## ASSIGNMENT
Repeat, without any change, the entries presented below.

## SUPPLIED DATA
——————————

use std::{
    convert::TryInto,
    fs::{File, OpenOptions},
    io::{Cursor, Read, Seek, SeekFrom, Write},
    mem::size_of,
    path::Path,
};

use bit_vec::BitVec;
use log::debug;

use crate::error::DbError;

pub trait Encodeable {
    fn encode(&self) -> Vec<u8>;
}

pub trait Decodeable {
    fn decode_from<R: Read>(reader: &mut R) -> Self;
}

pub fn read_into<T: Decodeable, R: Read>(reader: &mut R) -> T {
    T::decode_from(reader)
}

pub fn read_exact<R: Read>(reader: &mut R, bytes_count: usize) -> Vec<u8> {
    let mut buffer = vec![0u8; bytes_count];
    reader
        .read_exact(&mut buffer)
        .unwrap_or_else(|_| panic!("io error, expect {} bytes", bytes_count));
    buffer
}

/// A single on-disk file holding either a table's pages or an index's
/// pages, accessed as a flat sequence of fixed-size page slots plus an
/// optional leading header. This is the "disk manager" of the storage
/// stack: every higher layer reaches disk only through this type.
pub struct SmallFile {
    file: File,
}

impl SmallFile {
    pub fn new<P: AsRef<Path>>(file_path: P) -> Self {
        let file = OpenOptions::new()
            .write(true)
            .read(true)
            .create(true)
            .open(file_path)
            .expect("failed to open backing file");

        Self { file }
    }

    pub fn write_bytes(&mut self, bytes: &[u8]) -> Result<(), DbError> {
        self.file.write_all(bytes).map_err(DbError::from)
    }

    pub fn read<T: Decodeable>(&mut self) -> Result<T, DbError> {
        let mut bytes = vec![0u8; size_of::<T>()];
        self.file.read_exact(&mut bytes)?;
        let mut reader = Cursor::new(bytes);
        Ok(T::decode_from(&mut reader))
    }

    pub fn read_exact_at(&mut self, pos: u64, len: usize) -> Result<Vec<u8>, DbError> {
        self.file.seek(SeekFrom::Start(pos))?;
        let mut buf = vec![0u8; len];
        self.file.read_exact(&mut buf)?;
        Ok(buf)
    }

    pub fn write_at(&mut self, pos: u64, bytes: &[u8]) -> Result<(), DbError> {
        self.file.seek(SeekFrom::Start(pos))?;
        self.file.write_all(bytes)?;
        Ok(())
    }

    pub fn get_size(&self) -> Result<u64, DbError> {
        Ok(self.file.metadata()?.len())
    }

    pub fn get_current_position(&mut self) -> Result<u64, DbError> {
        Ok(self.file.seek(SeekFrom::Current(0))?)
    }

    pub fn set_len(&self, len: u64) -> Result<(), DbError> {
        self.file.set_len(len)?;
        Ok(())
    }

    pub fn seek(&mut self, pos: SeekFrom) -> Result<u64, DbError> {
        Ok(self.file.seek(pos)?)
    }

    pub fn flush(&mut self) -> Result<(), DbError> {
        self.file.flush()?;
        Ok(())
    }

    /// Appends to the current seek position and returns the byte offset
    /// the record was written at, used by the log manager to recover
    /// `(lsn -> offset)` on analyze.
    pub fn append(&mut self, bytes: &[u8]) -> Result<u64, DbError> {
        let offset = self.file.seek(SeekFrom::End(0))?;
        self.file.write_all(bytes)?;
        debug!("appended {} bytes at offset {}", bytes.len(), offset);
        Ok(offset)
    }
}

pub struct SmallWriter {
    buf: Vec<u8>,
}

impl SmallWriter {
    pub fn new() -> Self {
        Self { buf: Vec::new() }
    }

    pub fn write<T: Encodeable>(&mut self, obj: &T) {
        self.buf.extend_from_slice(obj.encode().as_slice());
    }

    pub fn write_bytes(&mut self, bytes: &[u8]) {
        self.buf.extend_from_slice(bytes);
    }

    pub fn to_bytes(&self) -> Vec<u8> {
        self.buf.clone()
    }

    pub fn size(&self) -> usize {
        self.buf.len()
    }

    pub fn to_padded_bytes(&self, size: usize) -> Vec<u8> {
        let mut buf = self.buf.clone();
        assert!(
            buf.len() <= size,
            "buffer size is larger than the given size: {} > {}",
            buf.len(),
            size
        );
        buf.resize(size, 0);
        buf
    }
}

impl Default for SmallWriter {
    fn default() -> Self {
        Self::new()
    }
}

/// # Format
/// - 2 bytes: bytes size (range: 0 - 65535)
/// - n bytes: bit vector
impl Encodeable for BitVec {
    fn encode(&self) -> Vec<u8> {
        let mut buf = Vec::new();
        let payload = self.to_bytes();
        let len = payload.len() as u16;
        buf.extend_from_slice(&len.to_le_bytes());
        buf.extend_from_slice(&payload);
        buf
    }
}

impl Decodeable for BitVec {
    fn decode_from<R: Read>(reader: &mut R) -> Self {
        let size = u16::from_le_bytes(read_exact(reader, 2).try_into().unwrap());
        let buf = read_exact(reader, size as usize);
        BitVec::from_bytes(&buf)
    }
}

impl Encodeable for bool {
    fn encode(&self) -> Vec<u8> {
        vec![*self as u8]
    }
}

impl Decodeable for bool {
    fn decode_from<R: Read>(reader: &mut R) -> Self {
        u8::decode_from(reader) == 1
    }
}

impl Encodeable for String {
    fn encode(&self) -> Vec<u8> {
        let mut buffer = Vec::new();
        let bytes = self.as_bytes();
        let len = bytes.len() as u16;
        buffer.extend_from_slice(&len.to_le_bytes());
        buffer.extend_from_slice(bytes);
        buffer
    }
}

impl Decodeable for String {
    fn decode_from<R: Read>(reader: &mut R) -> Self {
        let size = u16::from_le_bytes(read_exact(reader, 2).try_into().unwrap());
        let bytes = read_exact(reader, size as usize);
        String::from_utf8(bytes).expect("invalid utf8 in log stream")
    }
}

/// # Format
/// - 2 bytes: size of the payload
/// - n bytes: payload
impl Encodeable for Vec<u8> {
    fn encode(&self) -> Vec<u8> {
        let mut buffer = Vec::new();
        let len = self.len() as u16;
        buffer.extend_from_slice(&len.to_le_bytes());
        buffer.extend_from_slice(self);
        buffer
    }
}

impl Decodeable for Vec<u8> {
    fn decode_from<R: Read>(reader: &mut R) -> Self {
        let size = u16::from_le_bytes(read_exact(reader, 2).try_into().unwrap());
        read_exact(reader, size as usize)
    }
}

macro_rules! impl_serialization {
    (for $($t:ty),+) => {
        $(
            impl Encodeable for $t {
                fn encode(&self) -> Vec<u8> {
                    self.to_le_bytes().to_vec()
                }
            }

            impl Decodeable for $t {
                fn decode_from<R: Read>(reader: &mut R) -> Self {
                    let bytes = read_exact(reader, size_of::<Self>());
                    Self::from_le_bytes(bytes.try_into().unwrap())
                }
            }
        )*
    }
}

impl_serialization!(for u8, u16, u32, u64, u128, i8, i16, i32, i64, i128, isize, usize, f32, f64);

——————————

## WRITTEN ANSWER
use std::{
    convert::TryInto,
    fs::{File, OpenOptions},
    io::{Cursor, Read, Seek, SeekFrom, Write},
    mem::size_of,
    path::Path,
};

use bit_vec::BitVec;
use log::debug;

use crate::error::DbError;

pub trait Encodeable {
    fn encode(&self) -> Vec<u8>;
}

pub trait Decodeable {
    fn decode_from<R: Read>(reader: &mut R) -> Self;
}

pub fn read_into<T: Decodeable, R: Read>(reader: &mut R) -> T {
    T::decode_from(reader)
}

pub fn read_exact<R: Read>(reader: &mut R, bytes_count: usize) -> Vec<u8> {
    let mut buffer = vec![0u8; bytes_count];
    reader
        .read_exact(&mut buffer)
        .unwrap_or_else(|_| panic!("io error, expect {} bytes", bytes_count));
    buffer
}

/// A single on-disk file holding either a table's pages or an index's
/// pages, accessed as a flat sequence of fixed-size page slots plus an
/// optional leading header. This is the "disk manager" of the storage
/// stack: every higher layer reaches disk only through this type.
pub struct SmallFile {
    file: File,
}

impl SmallFile {
    pub fn new<P: AsRef<Path>>(file_path: P) -> Self {
        let file = OpenOptions::new()
            .write(true)
            .read(true)
            .create(true)
            .open(file_path)
            .expect("failed to open backing file");

        Self { file }
    }

    pub fn write_bytes(&mut self, bytes: &[u8]) -> Result<(), DbError> {
        self.file.write_all(bytes).map_err(DbError::from)
    }

    pub fn read<T: Decodeable>(&mut self) -> Result<T, DbError> {
        let mut bytes = vec![0u8; size_of::<T>()];
        self.file.read_exact(&mut bytes)?;
        let mut reader = Cursor::new(bytes);
        Ok(T::decode_from(&mut reader))
    }

    pub fn read_exact_at(&mut self, pos: u64, len: usize) -> Result<Vec<u8>, DbError> {
        self.file.seek(SeekFrom::Start(pos))?;
        let mut buf = vec![0u8; len];
        self.file.read_exact(&mut buf)?;
        Ok(buf)
    }

    pub fn write_at(&mut self, pos: u64, bytes: &[u8]) -> Result<(), DbError> {
        self.file.seek(SeekFrom::Start(pos))?;
        self.file.write_all(bytes)?;
        Ok(())
    }

    pub fn get_size(&self) -> Result<u64, DbError> {
        Ok(self.file.metadata()?.len())
    }

    pub fn get_current_position(&mut self) -> Result<u64, DbError> {
        Ok(self.file.seek(SeekFrom::Current(0))?)
    }

    pub fn set_len(&self, len: u64) -> Result<(), DbError> {
        self.file.set_len(len)?;
        Ok(())
    }

    pub fn seek(&mut self, pos: SeekFrom) -> Result<u64, DbError> {
        Ok(self.file.seek(pos)?)
    }

    pub fn flush(&mut self) -> Result<(), DbError> {
        self.file.flush()?;
        Ok(())
    }

    /// Appends to the current seek position and returns the byte offset
    /// the record was written at, used by the log manager to recover
    /// `(lsn -> offset)` on analyze.
    pub fn append(&mut self, bytes: &[u8]) -> Result<u64, DbError> {
        let offset = self.file.seek(SeekFrom::End(0))?;
        self.file.write_all(bytes)?;
        debug!("appended {} bytes at offset {}", bytes.len(), offset);
        Ok(offset)
    }
}

pub struct SmallWriter {
    buf: Vec<u8>,
}

impl SmallWriter {
    pub fn new() -> Self {
        Self { buf: Vec::new() }
    }

    pub fn write<T: Encodeable>(&mut self, obj: &T) {
        self.buf.extend_from_slice(obj.encode().as_slice());
    }

    pub fn write_bytes(&mut self, bytes: &[u8]) {
        self.buf.extend_from_slice(bytes);
    }

    pub fn to_bytes(&self) -> Vec<u8> {
        self.buf.clone()
    }

    pub fn size(&self) -> usize {
        self.buf.len()
    }

    pub fn to_padded_bytes(&self, size: usize) -> Vec<u8> {
        let mut buf = self.buf.clone();
        assert!(
            buf.len() <= size,
            "buffer size is larger than the given size: {} > {}",
            buf.len(),
            size
        );
        buf.resize(size, 0);
        buf
    }
}

impl Default for SmallWriter {
    fn default() -> Self {
        Self::new()
    }
}

/// # Format
/// - 2 bytes: bytes size (range: 0 - 65535)
/// - n bytes: bit vector
impl Encodeable for BitVec {
    fn encode(&self) -> Vec<u8> {
        let mut buf = Vec::new();
        let payload = self.to_bytes();
        let len = payload.len() as u16;
        buf.extend_from_slice(&len.to_le_bytes());
        buf.extend_from_slice(&payload);
        buf
    }
}

impl Decodeable for BitVec {
    fn decode_from<R: Read>(reader: &mut R) -> Self {
        let size = u16::from_le_bytes(read_exact(reader, 2).try_into().unwrap());
        let buf = read_exact(reader, size as usize);
        BitVec::from_bytes(&buf)
    }
}

impl Encodeable for bool {
    fn encode(&self) -> Vec<u8> {
        vec![*self as u8]
    }
}

impl Decodeable for bool {
    fn decode_from<R: Read>(reader: &mut R) -> Self {
        u8::decode_from(reader) == 1
    }
}

impl Encodeable for String {
    fn encode(&self) -> Vec<u8> {
        let mut buffer = Vec::new();
        let bytes = self.as_bytes();
        let len = bytes.len() as u16;
        buffer.extend_from_slice(&len.to_le_bytes());
        buffer.extend_from_slice(bytes);
        buffer
    }
}

impl Decodeable for String {
    fn decode_from<R: Read>(reader: &mut R) -> Self {
        let size = u16::from_le_bytes(read_exact(reader, 2).try_into().unwrap());
        let bytes = read_exact(reader, size as usize);
        String::from_utf8(bytes).expect("invalid utf8 in log stream")
    }
}

/// # Format
/// - 2 bytes: size of the payload
/// - n bytes: payload
impl Encodeable for Vec<u8> {
    fn encode(&self) -> Vec<u8> {
        let mut buffer = Vec::new();
        let len = self.len() as u16;
        buffer.extend_from_slice(&len.to_le_bytes());
        buffer.extend_from_slice(self);
        buffer
    }
}

impl Decodeable for Vec<u8> {
    fn decode_from<R: Read>(reader: &mut R) -> Self {
        let size = u16::from_le_bytes(read_exact(reader, 2).try_into().unwrap());
        read_exact(reader, size as usize)
    }
}

macro_rules! impl_serialization {
    (for $($t:ty),+) => {
        $(
            impl Encodeable for $t {
                fn encode(&self) -> Vec<u8> {
                    self.to_le_bytes().to_vec()
                }
            }

            impl Decodeable for $t {
                fn decode_from<R: Read>(reader: &mut R) -> Self {
                    let bytes = read_exact(reader, size_of::<Self>());
                    Self::from_le_bytes(bytes.try_into().unwrap())
                }
            }
        )*
    }
}

impl_serialization!(for u8, u16, u32, u64, u128, i8, i16, i32, i64, i128, isize, usize, f32, f64);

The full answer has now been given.